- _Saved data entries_

***

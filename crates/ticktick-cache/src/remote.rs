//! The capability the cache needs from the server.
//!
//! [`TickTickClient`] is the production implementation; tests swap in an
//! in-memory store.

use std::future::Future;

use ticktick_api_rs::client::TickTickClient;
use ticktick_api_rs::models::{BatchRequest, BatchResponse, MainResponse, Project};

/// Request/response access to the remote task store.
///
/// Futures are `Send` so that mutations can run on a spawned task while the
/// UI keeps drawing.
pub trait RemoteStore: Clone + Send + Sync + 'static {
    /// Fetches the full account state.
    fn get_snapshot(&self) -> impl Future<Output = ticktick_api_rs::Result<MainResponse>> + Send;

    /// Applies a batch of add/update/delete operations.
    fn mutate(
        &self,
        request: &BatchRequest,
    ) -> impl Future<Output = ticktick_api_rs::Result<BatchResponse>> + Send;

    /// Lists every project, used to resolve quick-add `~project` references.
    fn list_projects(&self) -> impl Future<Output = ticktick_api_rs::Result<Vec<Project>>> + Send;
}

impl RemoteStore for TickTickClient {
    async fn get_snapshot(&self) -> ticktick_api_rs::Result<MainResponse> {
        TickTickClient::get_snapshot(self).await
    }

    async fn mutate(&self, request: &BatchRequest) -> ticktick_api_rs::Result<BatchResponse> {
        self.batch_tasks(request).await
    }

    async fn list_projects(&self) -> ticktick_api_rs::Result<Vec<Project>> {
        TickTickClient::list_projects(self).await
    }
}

***

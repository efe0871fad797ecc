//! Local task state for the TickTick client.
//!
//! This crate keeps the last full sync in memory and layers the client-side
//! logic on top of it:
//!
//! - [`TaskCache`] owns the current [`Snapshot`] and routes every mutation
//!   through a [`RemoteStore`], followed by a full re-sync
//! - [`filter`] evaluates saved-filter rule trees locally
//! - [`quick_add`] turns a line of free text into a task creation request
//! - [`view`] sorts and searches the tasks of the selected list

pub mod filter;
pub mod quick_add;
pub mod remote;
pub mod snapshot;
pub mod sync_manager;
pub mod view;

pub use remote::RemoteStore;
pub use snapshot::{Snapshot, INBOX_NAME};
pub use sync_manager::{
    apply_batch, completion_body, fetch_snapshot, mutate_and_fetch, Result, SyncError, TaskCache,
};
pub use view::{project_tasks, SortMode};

***

- _Work instructions_
Please find the lines in the data that contain the word "full" and copy them.

- _Response for this exercise_
    /// Fetches the full account state.
//! This crate keeps the last full sync in memory and layers the client-side
//!   through a [`RemoteStore`], followed by a full re-sync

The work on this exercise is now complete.